The Lady from Heaven
Friday March 7, 2008 8:26 AM
The sky was clear near the Cova da Iria on the afternoon of May 13, 1917. The Portugeuse countryside was idyllic. Then there was a flash in the sky and a figure appeared. The figure was a woman robed in white and, in the words of one witness, she was "radiating a light more clear and intense than a crystal cup filled with sparkling water, lit by burning sunlight." Over the next six months, the figure would appear, often just after the sky flashed as if with lightning. She would depart by rising into the sky. That was where she was from, after all.
The lady, witnessed first by three children ranging between the ages of seven and ten, was identified as none other than the Virgin Mary. The apparitions, which took place on the thirteenth day of the month from May to October, were eventually witnessed by thousands. Beyond the rural village of Fatima in Portugal, Europe was torn asunder by the violence and bloodshed of the First World War. And according to the children, the Virgin had appeared to help the world repair its ways and seek peace.
When the Lady of Fatima first appeared to young Lucia dos Santos and her two younger cousins, Francisco and Jacinta Marto, they already knew that she must be from Heaven. In the spring of the previous year, an angel had appeared to them three times. Like the benevolent Lady, he, too, had been clothed in shining robes and he possessed a dazzling beauty that words could not easily express.
Given the youth of the first three witnesses, villagers and local authorities were skeptical of their claims. When the appearances of the Virgin at Fatima had gained national attention, secular newspapers like O Seculo wrote satirically of the visions, strongly criticizing the whole phenomenon. Reporter Avelino de Almedia, one of the authors of the critical articles that had appeared in O Seculo would later change his tune. Along with thousands of others, he had traveled to the site of the appearances on the date of the final appearance, October 13, 1917. The day was beset by a terrible storm, and by the time that the crowd had gathered near the old holmoak tree where the Virgin typically appeared, everyone was bedraggled and soaked. The children were undaunted and prayed for their Lady to appear. The appearance of the Lady before so many witnesses was not the greatest miracle of that day. Mary had promised to show the spectators something amazing that would earn their faith, and, from the accounts of hundreds of people, she delivered on that promise.
The event is known as the Miracle of the Sun. According to witnesses, the leaden clouds suddenly parted, and the sun seemed to appear like a dull gray disc in the sky. This disc began the shift and dance, throwing colors and whirling like a Catherine's wheel. The crowd panicked as the very sun seemed to descend from the heavens, and its heat dried their wet and muddy clothes in the space of 10 minutes. When this whirling disc of colored light that witnesses identified with the sun was finished with its display, it returned to the heavens, as did the Lady of Fatima herself. Witnesses at a distance saw something in the sky as the clouds parted, and their testimonies have been said to argue against the notion of mass delusion.

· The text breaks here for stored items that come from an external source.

//! Overlay fragments: detached subtrees describing an edit to apply to a
//! live target, plus the descriptor conventions for locating that target.

use livetree_core::{Phandle, PropValue};

use crate::error::EngineError;

/// One property carried by a fragment. A name starting with `-` marks the
/// named property for removal from the target.
#[derive(Debug, Clone, PartialEq)]
pub struct FragmentProp {
    pub name: String,
    pub value: PropValue,
}

/// A detached subtree. Child names starting with `-` mark the named child
/// for detachment from the target; everything else is merged recursively.
#[derive(Debug, Clone, PartialEq)]
pub struct Fragment {
    pub name: String,
    pub type_name: Option<String>,
    pub phandle: Phandle,
    pub properties: Vec<FragmentProp>,
    pub children: Vec<Fragment>,
}

impl Fragment {
    pub fn new(name: impl Into<String>) -> Self {
        Self {
            name: name.into(),
            type_name: None,
            phandle: Phandle::NONE,
            properties: Vec::new(),
            children: Vec::new(),
        }
    }

    pub fn with_type(mut self, type_name: impl Into<String>) -> Self {
        self.type_name = Some(type_name.into());
        self
    }

    pub fn with_phandle(mut self, phandle: Phandle) -> Self {
        self.phandle = phandle;
        self
    }

    pub fn with_property(mut self, name: impl Into<String>, value: impl Into<PropValue>) -> Self {
        self.properties.push(FragmentProp {
            name: name.into(),
            value: value.into(),
        });
        self
    }

    pub fn with_child(mut self, child: Fragment) -> Self {
        self.children.push(child);
        self
    }

    pub fn property(&self, name: &str) -> Option<&PropValue> {
        self.properties
            .iter()
            .find(|prop| prop.name == name)
            .map(|prop| &prop.value)
    }

    pub fn child(&self, name: &str) -> Option<&Fragment> {
        self.children.iter().find(|child| child.name == name)
    }
}

/// How an overlay locates its live target: a phandle carried in the
/// descriptor's `target` property, or a `target-path` string.
#[derive(Debug, Clone, PartialEq)]
pub enum TargetSpec {
    Phandle(Phandle),
    Path(String),
}

/// One target/fragment pair, ready to apply. `device_depth` (zero means
/// uncapped) restricts which nodes may generate device transitions.
#[derive(Debug, Clone)]
pub struct OverlayInfo {
    pub target: TargetSpec,
    pub fragment: Fragment,
    pub device_depth: usize,
}

impl OverlayInfo {
    pub fn new(target: TargetSpec, fragment: Fragment) -> Self {
        Self {
            target,
            fragment,
            device_depth: 0,
        }
    }

    pub fn with_device_depth(mut self, depth: usize) -> Self {
        self.device_depth = depth;
        self
    }

    /// Build a changeset from a container tree. Each child of the
    /// container that carries a `target` (phandle) or `target-path`
    /// property and an `__overlay__` child contributes one pair; children
    /// missing either are skipped. An optional `depth` property sets the
    /// device-transition cap.
    pub fn changeset_from_container(container: &Fragment) -> Result<Vec<OverlayInfo>, EngineError> {
        let mut infos = Vec::new();
        for child in &container.children {
            let Some(content) = child.child("__overlay__") else {
                continue;
            };
            let target = if let Some(handle) = child.property("target").and_then(PropValue::as_u32)
            {
                TargetSpec::Phandle(Phandle::new(handle))
            } else if let Some(path) = child.property("target-path").and_then(|v| v.as_str()) {
                TargetSpec::Path(path.to_string())
            } else {
                continue;
            };
            let device_depth = child
                .property("depth")
                .and_then(PropValue::as_u32)
                .unwrap_or(0) as usize;
            infos.push(OverlayInfo {
                target,
                fragment: content.clone(),
                device_depth,
            });
        }
        if infos.is_empty() {
            return Err(EngineError::InvalidFragment(
                "container holds no applicable target/fragment pairs".to_string(),
            ));
        }
        Ok(infos)
    }
}
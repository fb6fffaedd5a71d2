pub mod change;
pub mod flags;
pub mod ids;
pub mod path;
pub mod value;

pub use change::ChangeKind;
pub use flags::{NodeFlags, PropFlags};
pub use ids::{NodeId, OverlayId, Phandle, PropId, SubscriberId};
pub use value::PropValue;
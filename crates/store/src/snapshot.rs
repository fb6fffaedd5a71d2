//! Structural tree captures for equality checks and fingerprinting.

use serde::{Deserialize, Serialize};

use livetree_core::{NodeId, PropValue};

use crate::tree::TreeState;

/// Deep capture of one node: identity, live properties in list order, dead
/// property names, and children. Children are sorted by name so captures
/// compare independently of sibling order, which carries no meaning.
#[derive(Debug, Clone, PartialEq, Serialize, Deserialize)]
pub struct NodeSnapshot {
    pub name: String,
    pub type_name: Option<String>,
    pub path: String,
    pub phandle: u32,
    pub properties: Vec<(String, PropValue)>,
    pub dead_properties: Vec<String>,
    pub children: Vec<NodeSnapshot>,
}

#[derive(Debug, Clone, PartialEq, Serialize, Deserialize)]
pub struct TreeSnapshot {
    pub root: NodeSnapshot,
}

impl TreeSnapshot {
    pub(crate) fn capture(state: &TreeState) -> Self {
        Self {
            root: capture_node(state, state.root),
        }
    }

    pub fn to_msgpack(&self) -> Vec<u8> {
        rmp_serde::to_vec(self).expect("snapshot serialization cannot fail")
    }

    /// Content hash of the capture; equal trees hash equal.
    pub fn fingerprint(&self) -> [u8; 32] {
        *blake3::hash(&self.to_msgpack()).as_bytes()
    }
}

fn capture_node(state: &TreeState, id: NodeId) -> NodeSnapshot {
    let data = &state.arena.node(id).data;
    let properties = data
        .properties
        .iter()
        .map(|prop| {
            let prop = state.arena.prop(*prop);
            (prop.name.clone(), prop.value.clone())
        })
        .collect();
    let mut dead_properties: Vec<String> = data
        .dead_properties
        .iter()
        .map(|prop| state.arena.prop(*prop).name.clone())
        .collect();
    dead_properties.sort();
    let mut children: Vec<NodeSnapshot> = data
        .children
        .iter()
        .map(|child| capture_node(state, *child))
        .collect();
    children.sort_by(|a, b| a.name.cmp(&b.name));
    NodeSnapshot {
        name: data.name.clone(),
        type_name: data.type_name.clone(),
        path: data.path.clone(),
        phandle: data.phandle.raw(),
        properties,
        dead_properties,
        children,
    }
}
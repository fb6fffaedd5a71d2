//! Test tooling for the livetree workspace: a pre-seeded host plus
//! notifier doubles used by the integration suites.

mod host;

pub use host::{RecordedEvent, RecordingNotifier, TestHost, VetoNotifier};
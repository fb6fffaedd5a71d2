//! In-process publish/subscribe bus for tree reconfiguration events, plus
//! the infallible mirror-hook seam used by external state (sysfs-style
//! exporters, device factories).

use std::fmt;
use std::sync::Arc;

use parking_lot::Mutex;

use livetree_core::{ChangeKind, SubscriberId};

use crate::arena::PropertyRecord;
use crate::node::NodeRef;

/// One reconfiguration event. Property kinds carry the property involved;
/// `UpdateProperty` additionally carries the property being displaced.
#[derive(Debug, Clone)]
pub struct ChangeEvent {
    pub kind: ChangeKind,
    pub node: NodeRef,
    pub prop: Option<PropertyRecord>,
    pub old_prop: Option<PropertyRecord>,
}

impl ChangeEvent {
    pub fn structural(kind: ChangeKind, node: NodeRef) -> Self {
        Self {
            kind,
            node,
            prop: None,
            old_prop: None,
        }
    }
}

/// A notifier's refusal of a pending change.
#[derive(Debug, Clone)]
pub struct Rejection {
    pub reason: String,
}

impl Rejection {
    pub fn new(reason: impl Into<String>) -> Self {
        Self {
            reason: reason.into(),
        }
    }
}

impl fmt::Display for Rejection {
    fn fmt(&self, f: &mut fmt::Formatter<'_>) -> fmt::Result {
        write!(f, "{}", self.reason)
    }
}

/// Observer of tree reconfiguration. Pre-change dispatch may veto by
/// returning an error; post-settle device events ignore the return value.
pub trait ReconfigNotifier: Send + Sync {
    fn notify(&self, event: &ChangeEvent) -> Result<(), Rejection>;
}

/// Infallible side-effect hooks run after a change lands (and after its
/// inverse on revert). This is where external mirrors are reconciled.
#[allow(unused_variables)]
pub trait TreeMirror: Send + Sync {
    fn node_attached(&self, node: &NodeRef) {}
    fn node_detached(&self, node: &NodeRef) {}
    fn property_added(&self, node: &NodeRef, prop: &PropertyRecord) {}
    fn property_removed(&self, node: &NodeRef, prop: &PropertyRecord) {}
    fn property_updated(&self, node: &NodeRef, prop: &PropertyRecord, old: &PropertyRecord) {}
}

#[derive(Default)]
pub(crate) struct NotifierBus {
    subscribers: Mutex<Vec<(SubscriberId, Arc<dyn ReconfigNotifier>)>>,
}

impl NotifierBus {
    pub(crate) fn register(&self, notifier: Arc<dyn ReconfigNotifier>) -> SubscriberId {
        let id = SubscriberId::new();
        self.subscribers.lock().push((id, notifier));
        id
    }

    pub(crate) fn unregister(&self, id: SubscriberId) -> bool {
        let mut subscribers = self.subscribers.lock();
        let before = subscribers.len();
        subscribers.retain(|(sid, _)| *sid != id);
        subscribers.len() != before
    }

    /// Run every subscriber in registration order. All of them see the
    /// event even after a rejection, so observer state machines stay in
    /// sync; the first rejection wins and is returned.
    pub(crate) fn dispatch(&self, event: &ChangeEvent) -> Result<(), Rejection> {
        let subscribers: Vec<_> = self.subscribers.lock().clone();
        let mut outcome = Ok(());
        for (_, subscriber) in &subscribers {
            if let Err(rejection) = subscriber.notify(event)
                && outcome.is_ok()
            {
                outcome = Err(rejection);
            }
        }
        if let Err(rejection) = &outcome {
            log::debug!(
                "{} on {} vetoed: {}",
                event.kind.as_str(),
                event.node.id(),
                rejection
            );
        }
        outcome
    }
}

#[derive(Default)]
pub(crate) struct MirrorSet {
    mirrors: Mutex<Vec<Arc<dyn TreeMirror>>>,
}

impl MirrorSet {
    pub(crate) fn register(&self, mirror: Arc<dyn TreeMirror>) {
        self.mirrors.lock().push(mirror);
    }

    pub(crate) fn for_each(&self, mut f: impl FnMut(&dyn TreeMirror)) {
        let mirrors: Vec<_> = self.mirrors.lock().clone();
        for mirror in &mirrors {
            f(mirror.as_ref());
        }
    }
}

Only a very few researchers have dared to suggest the other alternative explanation to the Fatima appearances: alien contact. In a flash of light, a figure appears, and she herself glows with unearthly light. She bathes the children in rays of light from her hands, and they are overcome with feelings of peace. And the mysterious disc in the sky, so immense that it could only be mistaken for the sun, is unaccountably the dull gray of metal, bright, but certainly not brilliant like the sun. It further behaves in a manner very unlike any true heavenly body — but a flying saucer could certainly dip down close enough to the crowd to dry them with its radiant heat.
Were the appearances at Fatima truly miraculous visions of the Virgin? Or could the appearances be explained through contact with an advanced race, as race that understood enough of our human limitations to allow spectators to interpret such advanced beings as connected with God? Whatever the true nature of the visions, many of the prophecies handed down at Fatima later came true. Some were considered so earth-shattering that they were only revealed to the public as recently as 2000. True to the Virgin's word, the siblings Jacinta and Francisco died young, only after much suffering. Lucia lived to a ripe old age, keeping the secret prophecies and devoting her life to the service of the being who had singled her out for such revelations in her youth.